Secondo la ricostruzione della Procura, il professionista sarebbe stato parte attiva di una comunità virtuale nascosta nel dark web, frequentata da migliaia di utenti di tutto il mondo. Una rete segreta – almeno 45 mila iscritti – che per oltre un decennio avrebbe condiviso e scambiato materiale sessualmente esplicito con minori, celandosi dietro l’anonimato garantito da piattaforme criptate e accessi tramite software speciali come Tor, il browser utilizzato per navigare in quella parte di Internet invisibile ai motori di ricerca tradizionali.
Durante la perquisizione dei suoi dispositivi, gli investigatori della Polizia Postale di Roma, in collaborazione con il Centro Nazionale per il Contrasto della Pedopornografia Online, hanno rinvenuto decine di file archiviati su supporti informatici personali: immagini e video che, secondo quanto emerge dai verbali, ritrarrebbero minori in atteggiamenti inequivocabili. Tra i capi d’accusa figura anche un tentativo di produzione di nuovo materiale pedopornografico, che però non sarebbe mai andato a buon fine.
Dalle indagini è inoltre emerso un filone di contatti diretti con altri indagati, tra cui il sacerdote bresciano don Jordan Coraglia, conosciuto per anni come “il prete calciatore” per la sua partecipazione alla Nazionale italiana dei sacerdoti. Anche il religioso è coinvolto in un’inchiesta parallela e a casa sua la Polizia aveva sequestrato oltre 1.500 file tra foto e video di minori, oltre a chat e canali Telegram e Instagram dedicati alla diffusione del materiale. Don Coraglia ha scelto di affrontare il processo con rito abbreviato e comparirà davanti al giudice il prossimo 19 dicembre.

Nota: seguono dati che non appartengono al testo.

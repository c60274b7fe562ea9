//! Shared load-progress state for the transcription daemon.

use serde::{Deserialize, Serialize};
use std::sync::RwLock;

/// Loader state reported by `GET /status`. `percentage` runs 0..=100 during
/// a normal load; -1 means the engine failed and will never become ready.
#[derive(Clone, Debug, PartialEq, Eq, Serialize, Deserialize)]
pub struct LoadProgress {
    pub percentage: i32,
    pub message: String,
}

impl LoadProgress {
    pub fn is_ready(&self) -> bool {
        self.percentage == 100
    }

    pub fn is_failed(&self) -> bool {
        self.percentage < 0
    }
}

/// Status cell written by the loader thread and read by request handlers.
/// A failure latches: once at -1 the cell ignores further updates.
pub struct ProgressCell {
    inner: RwLock<LoadProgress>,
}

impl ProgressCell {
    pub fn new() -> Self {
        Self {
            inner: RwLock::new(LoadProgress {
                percentage: 0,
                message: "Starting engine initialization...".to_string(),
            }),
        }
    }

    pub fn set(&self, percentage: i32, message: impl Into<String>) {
        if let Ok(mut guard) = self.inner.write() {
            if guard.percentage < 0 {
                return;
            }
            guard.percentage = percentage;
            guard.message = message.into();
        }
    }

    pub fn fail(&self, message: impl std::fmt::Display) {
        self.set(-1, format!("Error: {}", message));
    }

    pub fn get(&self) -> LoadProgress {
        match self.inner.read() {
            Ok(guard) => guard.clone(),
            Err(poisoned) => poisoned.into_inner().clone(),
        }
    }
}

impl Default for ProgressCell {
    fn default() -> Self {
        Self::new()
    }
}

#[cfg(test)]
mod tests {
    use super::*;

    #[test]
    fn test_stages_advance() {
        let cell = ProgressCell::new();
        assert_eq!(cell.get().percentage, 0);

        cell.set(50, "Warming up with silence...");
        assert_eq!(cell.get().percentage, 50);
        assert!(!cell.get().is_ready());

        cell.set(100, "Ready");
        assert!(cell.get().is_ready());
        assert_eq!(cell.get().message, "Ready");
    }

    #[test]
    fn test_failure_latches() {
        let cell = ProgressCell::new();
        cell.fail("model exploded");

        let progress = cell.get();
        assert!(progress.is_failed());
        assert_eq!(progress.message, "Error: model exploded");

        // Later updates cannot un-fail the cell.
        cell.set(100, "Ready");
        assert!(cell.get().is_failed());
    }

    #[test]
    fn test_status_wire_shape() {
        let progress = LoadProgress {
            percentage: 70,
            message: "Loading model weights...".to_string(),
        };
        let json = serde_json::to_value(&progress).unwrap();
        assert_eq!(json["percentage"], 70);
        assert_eq!(json["message"], "Loading model weights...");
    }
}
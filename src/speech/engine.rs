//! Transcription engines. The daemon shells out to an external command so
//! any CLI recognizer can back it without rebuilding the server.

use std::fmt;
use std::io;
use std::path::PathBuf;
use std::process::Command;
use std::sync::atomic::{AtomicU64, Ordering};

use crate::speech::progress::ProgressCell;
use crate::speech::wav::write_wav_file;
use crate::speech::SAMPLE_RATE;

#[derive(Debug)]
pub enum EngineError {
    Io(io::Error),
    Encode(hound::Error),
    /// Non-zero exit from the transcription command.
    Command(String),
}

impl fmt::Display for EngineError {
    fn fmt(&self, f: &mut fmt::Formatter<'_>) -> fmt::Result {
        match self {
            EngineError::Io(e) => write!(f, "{}", e),
            EngineError::Encode(e) => write!(f, "failed to encode audio: {}", e),
            EngineError::Command(msg) => write!(f, "{}", msg),
        }
    }
}

impl std::error::Error for EngineError {}

impl From<io::Error> for EngineError {
    fn from(e: io::Error) -> Self {
        EngineError::Io(e)
    }
}

impl From<hound::Error> for EngineError {
    fn from(e: hound::Error) -> Self {
        EngineError::Encode(e)
    }
}

pub trait SpeechEngine: Send + Sync {
    fn transcribe(&self, samples: &[f32]) -> Result<String, EngineError>;
}

/// Runs an external command over a temp WAV file and returns its stdout.
/// `{file}` in the template is replaced with the path; a template without
/// the placeholder gets the path appended.
pub struct CommandEngine {
    command: String,
    counter: AtomicU64,
}

impl CommandEngine {
    pub fn new(command: impl Into<String>) -> Self {
        Self {
            command: command.into(),
            counter: AtomicU64::new(0),
        }
    }

    /// Staged load: validate the template, then probe it with half a second
    /// of silence. A failure latches the cell at -1.
    pub fn load(&self, progress: &ProgressCell) -> bool {
        progress.set(10, "Checking transcription command...");
        if self.command.trim().is_empty() {
            progress.fail("transcription command is empty");
            return false;
        }

        progress.set(50, "Warming up with silence...");
        let silence = vec![0.0_f32; (SAMPLE_RATE / 2) as usize];
        match self.transcribe(&silence) {
            Ok(_) => {
                progress.set(100, "Ready");
                true
            }
            Err(e) => {
                progress.fail(e);
                false
            }
        }
    }

    fn temp_wav_path(&self) -> PathBuf {
        let n = self.counter.fetch_add(1, Ordering::Relaxed);
        std::env::temp_dir().join(format!("asrd-{}-{}.wav", std::process::id(), n))
    }
}

impl SpeechEngine for CommandEngine {
    fn transcribe(&self, samples: &[f32]) -> Result<String, EngineError> {
        let path = self.temp_wav_path();
        write_wav_file(&path, samples)?;

        let path_str = path.display().to_string();
        let cmd_str = if self.command.contains("{file}") {
            self.command.replace("{file}", &path_str)
        } else {
            format!("{} {}", self.command, path_str)
        };

        #[cfg(target_os = "windows")]
        let output = Command::new("cmd").args(["/C", &cmd_str]).output();
        #[cfg(not(target_os = "windows"))]
        let output = Command::new("sh").arg("-c").arg(&cmd_str).output();

        let _ = std::fs::remove_file(&path);

        let output = output?;
        if output.status.success() {
            Ok(String::from_utf8_lossy(&output.stdout).trim().to_string())
        } else {
            let stderr = String::from_utf8_lossy(&output.stderr);
            Err(EngineError::Command(format!(
                "transcription command exited with {}: {}",
                output.status,
                stderr.trim()
            )))
        }
    }
}

#[cfg(test)]
mod tests {
    use super::*;

    #[cfg(unix)]
    #[test]
    fn test_command_receives_wav_file() {
        let engine = CommandEngine::new("test -s {file} && echo heard you");
        let text = engine.transcribe(&[0.0_f32; 1600]).unwrap();
        assert_eq!(text, "heard you");
    }

    #[cfg(unix)]
    #[test]
    fn test_path_appended_without_placeholder() {
        let engine = CommandEngine::new("basename");
        let text = engine.transcribe(&[0.0_f32; 16]).unwrap();
        assert!(text.starts_with("asrd-"), "unexpected output: {}", text);
        assert!(text.ends_with(".wav"));
    }

    #[cfg(unix)]
    #[test]
    fn test_command_failure_reports_stderr() {
        let engine = CommandEngine::new("echo boom >&2; exit 3");
        match engine.transcribe(&[0.0_f32; 16]) {
            Err(EngineError::Command(msg)) => assert!(msg.contains("boom"), "got: {}", msg),
            other => panic!("expected command error, got {:?}", other.map(|_| ())),
        }
    }

    #[cfg(unix)]
    #[test]
    fn test_load_reaches_ready() {
        let engine = CommandEngine::new("echo ok");
        let progress = ProgressCell::new();
        assert!(engine.load(&progress));
        assert!(progress.get().is_ready());
    }

    #[cfg(unix)]
    #[test]
    fn test_load_failure_latches_cell() {
        let engine = CommandEngine::new("exit 1");
        let progress = ProgressCell::new();
        assert!(!engine.load(&progress));

        let state = progress.get();
        assert!(state.is_failed());
        assert!(state.message.starts_with("Error:"));
    }

    #[test]
    fn test_empty_command_fails_fast() {
        let engine = CommandEngine::new("   ");
        let progress = ProgressCell::new();
        assert!(!engine.load(&progress));
        assert!(progress.get().is_failed());
    }
}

Per il medico chivassese, invece, la vicenda è ancora nella fase preliminare. È attualmente detenuto in regime di custodia cautelare in carcere, ma – come fanno sapere i suoi legali, gli avvocati Maria Giovanna Spataro e Alberto Bazzani – nelle prossime ore chiederà di essere ascoltato dal magistrato.
«Il nostro assistito vuole chiarire i contorni della vicenda e ricostruire la reale entità del suo coinvolgimento», hanno dichiarato i difensori, che si dicono pronti a presentare una memoria difensiva per contestare alcuni punti dell’accusa.
Un’inchiesta complessa, nata da un lavoro coordinato tra diverse procure e articolata su più livelli, che ha portato alla luce una rete sommersa di condivisione di contenuti illegali, una “comunità invisibile” di utenti senza volto. L’operazione, partita a livello nazionale da una segnalazione del Centro europeo per la lotta alla criminalità informatica (Europol), ha permesso di tracciare la catena dei contatti digitali e risalire fino a diversi professionisti, religiosi e privati cittadini.
Il 43enne di Chivasso, come emerso dagli accertamenti, si sarebbe collegato a questi canali a partire dal 2013, condividendo materiale e mantenendo contatti regolari con altri membri fino al gennaio 2024. La lunga attività di monitoraggio, svolta sotto copertura dagli agenti della Postale, ha consentito di mappare i flussi di comunicazione e identificare i profili più attivi.
Ora la parola passa al giudice. Il medico, un tempo volto noto nella sanità locale, rischia una condanna pesantissima se le accuse venissero confermate.
Intanto, tra Chivasso e Settimo, dove aveva ambulatori e contatti, cresce il disagio e lo sconcerto di chi, per anni, lo ha conosciuto come un professionista affidabile.
Un caso che mette ancora una volta sotto i riflettori il lato oscuro del web: un universo parallelo dove anonimato e tecnologia diventano strumenti di violenza. Un luogo dove l’orrore corre tra codici cifrati, nickname e indirizzi nascosti. E dove, dietro lo schermo, si consuma il peggiore dei crimini: quello contro l’infanzia.